> _WORK TO BE COMPLETED_
Among the records below, find each line containing the word "proptest" and copy it.

Dataset entries:
▬▬▬▬▬▬▬▬▬▬

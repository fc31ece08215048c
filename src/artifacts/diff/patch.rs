//! File diffs: serialization, parsing and application
//!
//! ## Format
//!
//! ```text
//! --- <old path>
//! +++ <new path>
//! @@ -<old start>,<old count> +<new start>,<new count> @@
//!  context line
//! -deleted line
//! +inserted line
//! \ No newline at end of file
//! ```
//!
//! The marker follows the last line of a side that does not end with a
//! newline; only the final hunk can carry it.

use crate::artifacts::diff::hunk::{DiffLine, Hunk, LineTag};
use crate::errors::{Error, Result};
use derive_new::new;

const OLD_PATH_PREFIX: &str = "--- ";
const NEW_PATH_PREFIX: &str = "+++ ";
pub(crate) const NO_NEWLINE_MARKER: &str = "\\ No newline at end of file";

#[derive(Debug, Clone, PartialEq, Eq, Hash, new)]
pub struct FileDiff {
    pub old_path: String,
    pub new_path: String,
    pub hunks: Vec<Hunk>,
    /// The old file's last line, covered by the final hunk, has no newline
    #[new(default)]
    pub old_missing_newline: bool,
    /// The new file's last line, covered by the final hunk, has no newline
    #[new(default)]
    pub new_missing_newline: bool,
}

impl FileDiff {
    pub fn is_empty(&self) -> bool {
        self.hunks.is_empty()
    }

    /// Whether line `line_index` of hunk `hunk_index` is followed by the
    /// no-newline marker
    pub fn lacks_newline_after(&self, hunk_index: usize, line_index: usize) -> bool {
        if hunk_index + 1 != self.hunks.len() {
            return false;
        }

        let lines = &self.hunks[hunk_index].lines;
        let last_old = lines.iter().rposition(|line| line.tag.in_old());
        let last_new = lines.iter().rposition(|line| line.tag.in_new());

        (self.old_missing_newline && last_old == Some(line_index))
            || (self.new_missing_newline && last_new == Some(line_index))
    }

    fn record_missing_newline(&mut self, after: Option<LineTag>) -> Result<()> {
        match after {
            Some(LineTag::Context) => {
                self.old_missing_newline = true;
                self.new_missing_newline = true;
            }
            Some(LineTag::Delete) => self.old_missing_newline = true,
            Some(LineTag::Insert) => self.new_missing_newline = true,
            None => {
                return Err(Error::InvalidObject(format!(
                    "{NO_NEWLINE_MARKER:?} does not follow a hunk line"
                )));
            }
        }

        Ok(())
    }

    pub fn serialize(&self) -> String {
        let mut out = format!("{OLD_PATH_PREFIX}{}\n{NEW_PATH_PREFIX}{}\n", self.old_path, self.new_path);

        for (hunk_index, hunk) in self.hunks.iter().enumerate() {
            out.push_str(&hunk.header());
            out.push('\n');
            for (line_index, line) in hunk.lines.iter().enumerate() {
                out.push_str(&line.to_string());
                out.push('\n');
                if self.lacks_newline_after(hunk_index, line_index) {
                    out.push_str(NO_NEWLINE_MARKER);
                    out.push('\n');
                }
            }
        }

        out
    }

    /// Parse the serialized form
    ///
    /// Lines are split on `\n` only, so a `\r` stays part of the line text.
    /// Hunk bodies are read by their header counts, so an empty line inside a
    /// body is an empty context line.
    pub fn parse(text: &str) -> Result<Self> {
        let mut pieces = text.split('\n').collect::<Vec<_>>();
        if pieces.last().is_some_and(|piece| piece.is_empty()) {
            pieces.pop();
        }
        let mut lines = pieces.into_iter().peekable();

        let old_path = lines
            .next()
            .and_then(|line| line.strip_prefix(OLD_PATH_PREFIX))
            .ok_or_else(|| Error::InvalidObject("patch is missing its '--- ' line".into()))?
            .to_string();
        let new_path = lines
            .next()
            .and_then(|line| line.strip_prefix(NEW_PATH_PREFIX))
            .ok_or_else(|| Error::InvalidObject("patch is missing its '+++ ' line".into()))?
            .to_string();

        let mut diff = FileDiff::new(old_path, new_path, Vec::new());
        while let Some(header) = lines.next() {
            if header.trim().is_empty() {
                continue;
            }

            let (old_start, old_count, new_start, new_count) = Hunk::parse_header(header)?;
            let (mut old_seen, mut new_seen) = (0, 0);
            let mut body: Vec<DiffLine> = Vec::new();

            while old_seen < old_count || new_seen < new_count {
                let line = lines.next().ok_or_else(|| {
                    Error::InvalidObject(format!("hunk {header:?} ends early"))
                })?;
                if line == NO_NEWLINE_MARKER {
                    diff.record_missing_newline(body.last().map(|line| line.tag))?;
                    continue;
                }

                let mut chars = line.chars();
                let tag = match chars.next() {
                    None => LineTag::Context,
                    Some(prefix) => LineTag::from_prefix(prefix).ok_or_else(|| {
                        Error::InvalidObject(format!("invalid hunk line {line:?}"))
                    })?,
                };

                old_seen += usize::from(tag.in_old());
                new_seen += usize::from(tag.in_new());
                body.push(DiffLine::new(tag, chars.as_str().to_string()));
            }

            if old_seen != old_count || new_seen != new_count {
                return Err(Error::InvalidObject(format!(
                    "hunk {header:?} does not match its line counts"
                )));
            }
            while lines.next_if_eq(&NO_NEWLINE_MARKER).is_some() {
                diff.record_missing_newline(body.last().map(|line| line.tag))?;
            }

            diff.hunks
                .push(Hunk::new(old_start, old_count, new_start, new_count, body));
        }

        Ok(diff)
    }
}

/// Replay a diff onto `target`
///
/// Hunks apply in `old_start` order. Every hunk is checked (range, matching
/// context and deleted lines, no overlap with the previous hunk) before the
/// result is returned; on failure nothing is produced and `target` is untouched.
pub fn apply_patch(diff: &FileDiff, target: &[String]) -> Result<Vec<String>> {
    let mut hunks = diff.hunks.iter().enumerate().collect::<Vec<_>>();
    hunks.sort_by_key(|(_, hunk)| hunk.old_start);

    let mut output = Vec::with_capacity(target.len());
    let mut cursor = 0;

    for (index, hunk) in hunks {
        let out_of_range = |reason: String| Error::HunkOutOfRange { index, reason };

        let expected = hunk.old_lines().collect::<Vec<_>>();
        if expected.len() != hunk.old_count {
            return Err(out_of_range(format!(
                "header counts {} old lines, body has {}",
                hunk.old_count,
                expected.len()
            )));
        }

        let start = match (hunk.old_start, hunk.old_count) {
            (start, 0) => start,
            (0, _) => return Err(out_of_range("old start 0 with a non-empty old side".into())),
            (start, _) => start - 1,
        };
        let end = start + hunk.old_count;

        if end > target.len() {
            return Err(out_of_range(format!(
                "lines {}..{end} exceed the {} lines of the target",
                start + 1,
                target.len()
            )));
        }
        if start < cursor {
            return Err(out_of_range(format!(
                "overlaps the previous hunk ending at line {cursor}"
            )));
        }

        if let Some(offset) = expected
            .iter()
            .zip(&target[start..end])
            .position(|(expected, actual)| *expected != actual.as_str())
        {
            return Err(out_of_range(format!(
                "line {} is {:?}, expected {:?}",
                start + offset + 1,
                target[start + offset],
                expected[offset]
            )));
        }

        output.extend_from_slice(&target[cursor..start]);
        output.extend(hunk.new_lines().map(str::to_string));
        cursor = end;
    }

    output.extend_from_slice(&target[cursor..]);
    Ok(output)
}

#[cfg(test)]
mod tests {
    use super::*;
    use crate::artifacts::diff::{apply_patch_to_text, diff_lines, diff_text};
    use pretty_assertions::assert_eq;
    use proptest::prelude::*;

    fn lines(text: &[&str]) -> Vec<String> {
        text.iter().map(|line| line.to_string()).collect()
    }

    fn file_diff(old: &[&str], new: &[&str]) -> FileDiff {
        FileDiff::new(
            "a.txt".to_string(),
            "a.txt".to_string(),
            diff_lines(&lines(old), &lines(new)),
        )
    }

    #[test]
    fn serializes_in_unified_form() {
        let diff = file_diff(&["Line1", "Line2", "Line3"], &["Line1", "LineX", "Line3"]);

        assert_eq!(
            diff.serialize(),
            "--- a.txt\n+++ a.txt\n@@ -1,3 +1,3 @@\n Line1\n-Line2\n+LineX\n Line3\n"
        );
    }

    #[test]
    fn empty_lines_parse_as_empty_context() {
        let diff = FileDiff::parse("--- a\n+++ b\n@@ -1,3 +1,3 @@\n first\n\n-x\n+y\n").unwrap();

        assert_eq!(diff.hunks[0].lines[1], DiffLine::new(LineTag::Context, String::new()));
    }

    #[test]
    fn parses_carriage_returns_as_line_text() {
        let diff = FileDiff::parse("--- a\n+++ b\n@@ -1,1 +1,1 @@\n-x\r\n+y\r\n").unwrap();

        assert_eq!(diff.hunks[0].lines[0], DiffLine::new(LineTag::Delete, "x\r".to_string()));
        assert_eq!(diff.hunks[0].lines[1], DiffLine::new(LineTag::Insert, "y\r".to_string()));
    }

    #[test]
    fn records_which_side_lacks_a_newline() {
        let diff = FileDiff::parse(
            "--- a\n+++ b\n@@ -1,1 +1,1 @@\n-x\n\\ No newline at end of file\n+y\n",
        )
        .unwrap();

        assert!(diff.old_missing_newline);
        assert!(!diff.new_missing_newline);
    }

    #[test]
    fn rejects_truncated_hunks() {
        let result = FileDiff::parse("--- a\n+++ b\n@@ -1,3 +1,3 @@\n first\n");

        assert!(matches!(result, Err(Error::InvalidObject(_))));
    }

    #[test]
    fn rejects_mismatched_context() {
        let diff = file_diff(&["a", "b", "c"], &["a", "B", "c"]);
        let target = lines(&["a", "b", "changed"]);

        let result = apply_patch(&diff, &target);

        assert!(matches!(result, Err(Error::HunkOutOfRange { index: 0, .. })));
        assert_eq!(target, lines(&["a", "b", "changed"]));
    }

    #[test]
    fn rejects_hunks_past_the_end() {
        let diff = file_diff(&["a", "b", "c", "d"], &["a", "b", "c", "D"]);

        let result = apply_patch(&diff, &lines(&["a", "b"]));

        assert!(matches!(result, Err(Error::HunkOutOfRange { .. })));
    }

    #[test]
    fn rejects_overlapping_hunks() {
        let hunk = |start| {
            Hunk::new(
                start,
                2,
                start,
                2,
                vec![
                    DiffLine::new(LineTag::Context, "a".to_string()),
                    DiffLine::new(LineTag::Context, "a".to_string()),
                ],
            )
        };
        let diff = FileDiff::new("f".into(), "f".into(), vec![hunk(1), hunk(2)]);

        let result = apply_patch(&diff, &lines(&["a", "a", "a"]));

        assert!(matches!(result, Err(Error::HunkOutOfRange { index: 1, .. })));
    }

    #[test]
    fn applies_hunks_given_out_of_order() {
        let old = (1..=20).map(|n| format!("l{n}")).collect::<Vec<_>>();
        let mut new = old.clone();
        new[0] = "first".to_string();
        new[19] = "last".to_string();
        let mut diff = FileDiff::new("f".into(), "f".into(), diff_lines(&old, &new));
        diff.hunks.reverse();

        assert_eq!(apply_patch(&diff, &old).unwrap(), new);
    }

    fn line_sequences() -> impl Strategy<Value = Vec<String>> {
        proptest::collection::vec("[a-c\ré]{0,2}", 0..16)
    }

    fn texts() -> impl Strategy<Value = String> {
        (line_sequences(), any::<bool>()).prop_map(|(lines, terminated)| {
            let mut text = lines.join("\n");
            if terminated && !lines.is_empty() {
                text.push('\n');
            }
            text
        })
    }

    proptest! {
        #[test]
        fn applying_a_diff_reproduces_the_new_side(a in line_sequences(), b in line_sequences()) {
            let diff = FileDiff::new("f".into(), "f".into(), diff_lines(&a, &b));

            prop_assert_eq!(apply_patch(&diff, &a).unwrap(), b);
        }

        #[test]
        fn parsing_inverts_serialization(a in line_sequences(), b in line_sequences()) {
            let diff = FileDiff::new("old/f".into(), "new/f".into(), diff_lines(&a, &b));

            prop_assert_eq!(FileDiff::parse(&diff.serialize()).unwrap(), diff);
        }

        #[test]
        fn text_patches_survive_serialization(a in texts(), b in texts()) {
            let diff = diff_text("f", "f", &a, &b);
            let parsed = FileDiff::parse(&diff.serialize()).unwrap();

            prop_assert_eq!(&parsed, &diff);
            prop_assert_eq!(apply_patch_to_text(&parsed, &a).unwrap(), b);
        }

        #[test]
        fn identical_inputs_have_no_hunks(a in line_sequences()) {
            prop_assert!(diff_lines(&a, &a).is_empty());
        }
    }
}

▬▬▬▬▬▬▬▬▬▬

> _SOLUTION_
    use proptest::prelude::*;
        proptest::collection::vec("[a-c\ré]{0,2}", 0..16)
    proptest! {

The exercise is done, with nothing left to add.